Kalau saja siang itu kami menyerah setelah google map dan waze mengarahkan kami ke Warung Boto yang lain, jelas saya nggak akan punya foto ini,
Sudah beberapa kali saya mendengar yang namanya Situs Warungboto. Baru belakangan saya tahu bahwa Warungboto adalah nama daerah. Jadi google map dan waze sih nggak salah-salah amat, tapi mereka mengarahkan saya dan teman-teman ke Warungboto yang lain.
Untung saja Kang Motulz punya ide cemerlang untuk mencari jalan dengan satellite view di google map dengan perhitungan, kan namanya situs bentuknya pasti beda ama rumah biasa ya. Eh bener aja, langsung ketemu. Dari pinggir jalan Veteran (area Umbulharjo) terlihat situs ini dari arah atas. Tanya punya tanya, ternyata pintu masuknya nggak dari situ, arahan dari seorang bapak-bapak yang siang itu sedang asik ngopi di warung kopi begini “lurus aja, nanti ada belokan ke kiri, setelah belok ada gapura hijau, masuk situ, ada tulisan Situs Warungboto sekalian tempat parkirnya”

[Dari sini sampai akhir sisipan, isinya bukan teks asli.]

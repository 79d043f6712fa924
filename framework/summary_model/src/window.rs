use serde::{Deserialize, Serialize};

/// Opens the transcript section of one target in one trial.
///
/// Followed by `variant=<variant> target=<target> trial=<n>` on the same line.
pub const TARGET_BEGIN_MARKER: &str = "BENCHFLEET_TARGET_BEGIN";
/// Closes the section opened by [TARGET_BEGIN_MARKER].
pub const TARGET_END_MARKER: &str = "BENCHFLEET_TARGET_END";
/// Announces the next load-test phase, followed by the phase name.
pub const PHASE_MARKER: &str = "BENCHFLEET_PHASE";

/// The phase whose output the summary is parsed from.
const STEADY_PHASE: &str = "measure-steady";

/// One target measured in one trial.
#[derive(Debug, Clone, Serialize, Deserialize, PartialEq)]
pub struct MeasurementWindow {
    /// The image variant behind the target, `standard` or `caged`.
    pub variant: String,
    /// The service name the traffic was sent to.
    pub target: String,
    /// 1-based trial index.
    pub trial: u32,
    /// Every line captured for this target, all phases included.
    pub raw: String,
    pub summary: WindowSummary,
}

/// Figures reported by the traffic tool for the steady-state phase.
///
/// Anything the tool did not print stays `None`; the raw window is the source of truth.
#[derive(Debug, Clone, Default, Serialize, Deserialize, PartialEq)]
pub struct WindowSummary {
    pub requests_per_sec: Option<f64>,
    /// Percentage, 0 to 100.
    pub success_rate: Option<f64>,
    pub average_secs: Option<f64>,
    pub p50_secs: Option<f64>,
    pub p90_secs: Option<f64>,
    pub p99_secs: Option<f64>,
}

impl WindowSummary {
    /// Parse the steady-state section of a target window.
    ///
    /// If the window has no `measure-steady` phase marker the whole window is parsed, and the last
    /// value seen for each figure wins.
    pub fn parse(raw: &str) -> Self {
        let section = steady_section(raw);
        let mut summary = WindowSummary::default();

        for line in section.lines() {
            let line = line.trim();

            if let Some((key, value)) = line.split_once(':') {
                let value = value.trim();
                match key.trim() {
                    "Requests/sec" => summary.requests_per_sec = leading_number(value),
                    "Success rate" => summary.success_rate = leading_number(value),
                    "Average" => summary.average_secs = leading_number(value),
                    _ => {}
                }
                continue;
            }

            // Percentile lines look like `99.00% in 0.0301 secs`
            if let Some((percentile, latency)) = line.split_once("% in ") {
                let latency = leading_number(latency);
                match percentile.trim() {
                    "50.00" | "50" => summary.p50_secs = latency,
                    "90.00" | "90" => summary.p90_secs = latency,
                    "99.00" | "99" => summary.p99_secs = latency,
                    _ => {}
                }
            }
        }

        summary
    }

    pub fn is_empty(&self) -> bool {
        self == &WindowSummary::default()
    }
}

fn steady_section(raw: &str) -> &str {
    let start = raw.lines().fold((0usize, None), |(offset, found), line| {
        let next = offset + line.len() + 1;
        let is_steady = line
            .find(PHASE_MARKER)
            .map(|i| line[i + PHASE_MARKER.len()..].trim() == STEADY_PHASE)
            .unwrap_or(false);
        (next, if is_steady { Some(next) } else { found })
    });

    let Some(start) = start.1 else {
        return raw;
    };
    let rest = raw.get(start..).unwrap_or("");

    match rest.find(PHASE_MARKER) {
        Some(end) => &rest[..end],
        None => rest,
    }
}

fn leading_number(value: &str) -> Option<f64> {
    let number: String = value
        .chars()
        .take_while(|c| c.is_ascii_digit() || *c == '.' || *c == '-')
        .collect();
    number.parse().ok()
}

/// Split a cleaned transcript into one window per target and trial.
///
/// Lines outside a begin/end pair are ignored. A begin marker without a matching end marker
/// closes at the next begin marker or the end of the transcript, so a truncated final target is
/// still reported.
pub fn split_windows(transcript: &str) -> Vec<MeasurementWindow> {
    let mut windows = Vec::new();
    let mut current: Option<(WindowKey, Vec<&str>)> = None;

    for line in transcript.lines() {
        if let Some(i) = line.find(TARGET_BEGIN_MARKER) {
            if let Some((key, lines)) = current.take() {
                windows.push(key.into_window(&lines));
            }
            let key = WindowKey::parse(&line[i + TARGET_BEGIN_MARKER.len()..]);
            current = key.map(|key| (key, Vec::new()));
        } else if line.contains(TARGET_END_MARKER) {
            if let Some((key, lines)) = current.take() {
                windows.push(key.into_window(&lines));
            }
        } else if let Some((_, lines)) = current.as_mut() {
            lines.push(line);
        }
    }

    if let Some((key, lines)) = current.take() {
        windows.push(key.into_window(&lines));
    }

    windows
}

struct WindowKey {
    variant: String,
    target: String,
    trial: u32,
}

impl WindowKey {
    fn parse(fields: &str) -> Option<Self> {
        let mut variant = None;
        let mut target = None;
        let mut trial = None;

        for field in fields.split_whitespace() {
            match field.split_once('=') {
                Some(("variant", v)) => variant = Some(v.to_string()),
                Some(("target", v)) => target = Some(v.to_string()),
                Some(("trial", v)) => trial = v.parse().ok(),
                _ => {}
            }
        }

        Some(Self {
            variant: variant?,
            target: target?,
            trial: trial.unwrap_or(1),
        })
    }

    fn into_window(self, lines: &[&str]) -> MeasurementWindow {
        let raw = lines.join("\n");
        let summary = WindowSummary::parse(&raw);
        MeasurementWindow {
            variant: self.variant,
            target: self.target,
            trial: self.trial,
            raw,
            summary,
        }
    }
}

Baiklah pendek kata akhirnya ketemu juga pintu masuknya. Memang harus lewat-lewat rumah penduduk sih. Belum ada loket tiket di situs ini. Sampai di sana saya baru tahu bahwa yang sekarang disebut Situs Warungboto ini, dulu bernama Pesanggrahan Rejowinangun. Ada seorang bapak yang duduk di halaman rumah, meminta kami mengisi buku tamu di mana ada beberapa lembar uang sebagai donasi dari yang mengunjungi pesanggrahan ini.
Pesanggrahan Rejowinangun dibangun di masa pemerintahan Hamengkubuwono I dan diselesaikan di masa pemerintahan Hamengkubuwono II. Keseluruhan bangunannya dari bata tanpa unsur kayu, sama seperti yang kita lihat di Taman Sari. Ada foto-foto saat Pesanggrahan Rejowinangun ini belum dipugar. Setelah lama terbengkalai, tentu saja bangunannya mulai rusak. Gempa besar yang menimpa Yogyakarta tahun 2009 juga memperparah kerusakannya. Renovasi kemudian dimulai tahun 2015-216 dan saat ini kita bisa melihat beberapa bagian pesanggrahan yang masih utuh misalnya bagian kolam, pendopo dan masjid.

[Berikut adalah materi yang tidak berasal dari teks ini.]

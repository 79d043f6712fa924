use anyhow::Context;
use benchfleet_core::prelude::{poll, Poll, ProvisioningError};
use benchfleet_providers::prelude::{
    CloudApi, InstanceSpec, INSTANCE_RUNNING, INSTANCE_SHUTTING_DOWN, INSTANCE_TERMINATED,
};

use crate::boot_script::{self, MAX_USER_DATA_BYTES};
use crate::config::{RunConfig, Timings};
use crate::context::{RunContext, RunPhase};
use crate::registry::ResourceKind;

/// Launches the ephemeral load generator with its boot script.
pub struct Dispatcher<'a> {
    cloud: &'a dyn CloudApi,
    config: &'a RunConfig,
    timings: &'a Timings,
}

impl<'a> Dispatcher<'a> {
    pub fn new(cloud: &'a dyn CloudApi, config: &'a RunConfig, timings: &'a Timings) -> Self {
        Self {
            cloud,
            config,
            timings,
        }
    }

    /// Returns the instance id once it is running.
    pub async fn dispatch(&self, ctx: &mut RunContext) -> anyhow::Result<String> {
        ctx.advance(RunPhase::Dispatching);

        if ctx.endpoints().is_empty() {
            return Err(ProvisioningError::new("dispatch", "no endpoints to load test").into());
        }
        let user_data = self.user_data(ctx)?;

        let vpc_id = ctx
            .registry()
            .first_live(ResourceKind::Network)
            .map(|h| h.identifier().to_string())
            .ok_or_else(|| ProvisioningError::new("dispatch", "no network"))?;
        let subnet_id = ctx
            .registry()
            .first_live(ResourceKind::Subnet)
            .map(|h| h.identifier().to_string())
            .ok_or_else(|| ProvisioningError::new("dispatch", "no subnet"))?;

        let group_name = ctx.resource_name("loadgen");
        let group_id = self
            .cloud
            .create_security_group(
                &vpc_id,
                &group_name,
                "benchfleet load generator",
                &ctx.tags(&group_name),
            )
            .await
            .context(ProvisioningError::new("dispatch", "security group create failed"))?;
        ctx.registry_mut().register(ResourceKind::SecurityGroup, &group_id);
        ctx.check_interrupted()?;

        let spec = InstanceSpec {
            image_id: self.config.loadgen_ami.clone(),
            instance_type: self.config.loadgen_instance_type.clone(),
            subnet_id,
            security_group_ids: vec![group_id],
            user_data,
            tags: ctx.tags(&group_name),
        };
        let instance_id = self
            .cloud
            .run_instance(&spec)
            .await
            .context(ProvisioningError::new("dispatch", "instance launch failed"))?;
        ctx.registry_mut().register(ResourceKind::ComputeInstance, &instance_id);
        log::info!(
            "Launched load generator {instance_id} against {} endpoint(s)",
            ctx.endpoints().len()
        );
        ctx.check_interrupted()?;

        ctx.interruptible(self.wait_running(&instance_id)).await?;

        Ok(instance_id)
    }

    async fn wait_running(&self, instance_id: &str) -> anyhow::Result<()> {
        poll(&format!("instance {instance_id}"), self.timings.instance_running, |_| async move {
            match self.cloud.instance_state(instance_id).await?.as_deref() {
                Some(INSTANCE_RUNNING) => Ok(Poll::Ready(())),
                Some(s @ (INSTANCE_SHUTTING_DOWN | INSTANCE_TERMINATED)) => {
                    Err(anyhow::anyhow!("instance is {s}"))
                }
                Some(s) => Ok(Poll::Pending(s.to_string())),
                None => Ok(Poll::Pending("not visible yet".to_string())),
            }
        })
        .await
        .context(ProvisioningError::new("dispatch", "instance never started running"))
    }

    fn user_data(&self, ctx: &RunContext) -> anyhow::Result<Vec<u8>> {
        let script = boot_script::render(ctx.run_id(), ctx.endpoints(), &self.config.load);
        let compressed = boot_script::compress(&script)
            .context(ProvisioningError::new("dispatch", "boot script compression failed"))?;

        let size = boot_script::encoded_len(&compressed);
        if size > MAX_USER_DATA_BYTES {
            return Err(ProvisioningError::new(
                "dispatch",
                format!("boot script is {size} bytes encoded, the limit is {MAX_USER_DATA_BYTES}"),
            )
            .into());
        }
        log::debug!("Boot script is {size} bytes encoded");

        Ok(compressed)
    }
}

Di salah satu bagian ada sebuah kompleks pemakaman keluarga, waktu Mbak Eny Fiersa bilang “eh di sini ada pasarean”, ternyata maksudnya makam. Sementara saya yang Sunda lahir batin menyangka maksudnya “pasarean” itu tempat tidur 🙂
Waktu saya kesana, hanya ada 4 orang lain yang sedang berfoto-foto. Iya, di musim Instagram begini, Pesanggarahan Rejowinangun sungguhlah Instagramable, Instagram-material, apalah-apalah pokoknya asik buat foto-foto. Lagipula saat ini belum ada guide atau pemandu yang bercerita mengenai sejarah situs ini. Jadi satu-satunya kegiatan yang bisa dilakukan di sana yang memang foto-foto.
Ya bisa juga mengambil footage untuk vlog seperti yang dilakukan Kang Motulz. Silakan intip videonya di sini dan jangan lupa subscribe youtube channelnya, pesannya.

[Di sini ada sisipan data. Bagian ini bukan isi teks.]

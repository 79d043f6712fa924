use std::process::ExitCode;

use benchfleet_runner::prelude::{init, run, EXIT_FAILURE};

fn main() -> ExitCode {
    let (cli, log_path) = init();
    if let Some(path) = &log_path {
        log::info!("Logging to {}", path.display());
    }

    match run(cli) {
        Ok(code) => ExitCode::from(code),
        Err(e) => {
            log::error!("{e:?}");
            ExitCode::from(EXIT_FAILURE)
        }
    }
}
use std::path::{Path, PathBuf};

use anyhow::Context;
use serde::{Deserialize, Serialize};

use crate::window::MeasurementWindow;

/// The two image references a run compares.
#[derive(Debug, Clone, Serialize, Deserialize, PartialEq, Eq)]
pub struct ImagePair {
    pub standard: String,
    pub caged: String,
}

/// Everything a run measured.
///
/// Created empty when the load test is dispatched, appended to as windows are extracted and
/// written once by [BenchmarkResult::flush]. Flushing consumes the value so nothing can change it
/// afterwards.
#[derive(Debug, Clone, Serialize, Deserialize, PartialEq)]
pub struct BenchmarkResult {
    pub run_id: String,
    /// Unix timestamp in seconds.
    pub started_at: i64,
    pub version: String,
    pub images: ImagePair,
    windows: Vec<MeasurementWindow>,
    /// The cleaned transcript between the start and completion markers.
    transcript: String,
}

/// Where a flushed result ended up.
#[derive(Debug, Clone, PartialEq, Eq)]
pub struct FlushedResult {
    pub result_path: PathBuf,
    pub transcript_path: PathBuf,
    pub window_count: usize,
}

impl BenchmarkResult {
    pub fn new(run_id: String, started_at: i64, version: String, images: ImagePair) -> Self {
        Self {
            run_id,
            started_at,
            version,
            images,
            windows: Vec::new(),
            transcript: String::new(),
        }
    }

    /// Append one measurement window, keeping windows in the order they were captured.
    pub fn push_window(&mut self, window: MeasurementWindow) {
        self.windows.push(window);
    }

    pub fn set_transcript(&mut self, transcript: String) {
        self.transcript = transcript;
    }

    pub fn windows(&self) -> &[MeasurementWindow] {
        &self.windows
    }

    pub fn transcript(&self) -> &str {
        &self.transcript
    }

    /// Look up the window for a variant and trial, the key results are compared on.
    pub fn window(&self, variant: &str, target: &str, trial: u32) -> Option<&MeasurementWindow> {
        self.windows
            .iter()
            .find(|w| w.variant == variant && w.target == target && w.trial == trial)
    }

    /// Write the result as pretty JSON plus the cleaned transcript as plain text.
    ///
    /// Files are created as `<dir>/<stem>.json` and `<dir>/<stem>.log` and must not exist yet.
    pub fn flush(self, dir: &Path, stem: &str) -> anyhow::Result<FlushedResult> {
        std::fs::create_dir_all(dir)
            .with_context(|| format!("Failed to create results directory {}", dir.display()))?;

        let result_path = dir.join(format!("{stem}.json"));
        let transcript_path = dir.join(format!("{stem}.log"));

        std::fs::write(&transcript_path, &self.transcript).with_context(|| {
            format!("Failed to write transcript to {}", transcript_path.display())
        })?;

        let file = std::fs::File::create_new(&result_path)
            .with_context(|| format!("Failed to create {}", result_path.display()))?;
        serde_json::to_writer_pretty(file, &self).context("Failed to serialize benchmark result")?;

        Ok(FlushedResult {
            result_path,
            transcript_path,
            window_count: self.windows.len(),
        })
    }
}

/// Read back a result written by [BenchmarkResult::flush].
pub fn load_benchmark_result(path: &Path) -> anyhow::Result<BenchmarkResult> {
    let file = std::fs::File::open(path)
        .with_context(|| format!("Failed to open benchmark result {}", path.display()))?;
    let result = serde_json::from_reader(std::io::BufReader::new(file))?;
    Ok(result)
}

Berkeliling di Pesanggrahan Rejowinangun, mau tak mau saya teringat akan Taman Sari. Karena bentuk bangunannya agak mirip, ya toh fungsinya juga sama, sebagai tempat peristirahatan raja dan keluarganya masa itu.
Kelihatannya sih beberapa waktu ke depan Pesanggrahan Rejowinangun ini akan ramai dikunjungi orang. Baik pecinta sejarah maupun pecinta foto-foto. Semoga segera disediakan pemandu yang bisa bercerita dengan fasih perihal sejarah situs ini. Semoga juga nggak ada yang iseng coret-coret dinding dan juga buang sampah sembarangan.
Iya ya, arsitekturnya sekilas kaya Taman Sari. Tapi ini kayaknya lebih kecil ya Mak Sha.. Aku malah baru denger ini :))
Waaah, bisa ajdi tempat tujuan jalan-jalan kalau pas pulang kampung nanti. Thanks for sharing, Kak Shasya! :-*
aku sedih kemaren gak sempat ke sini 😦 aku keburu ke boko.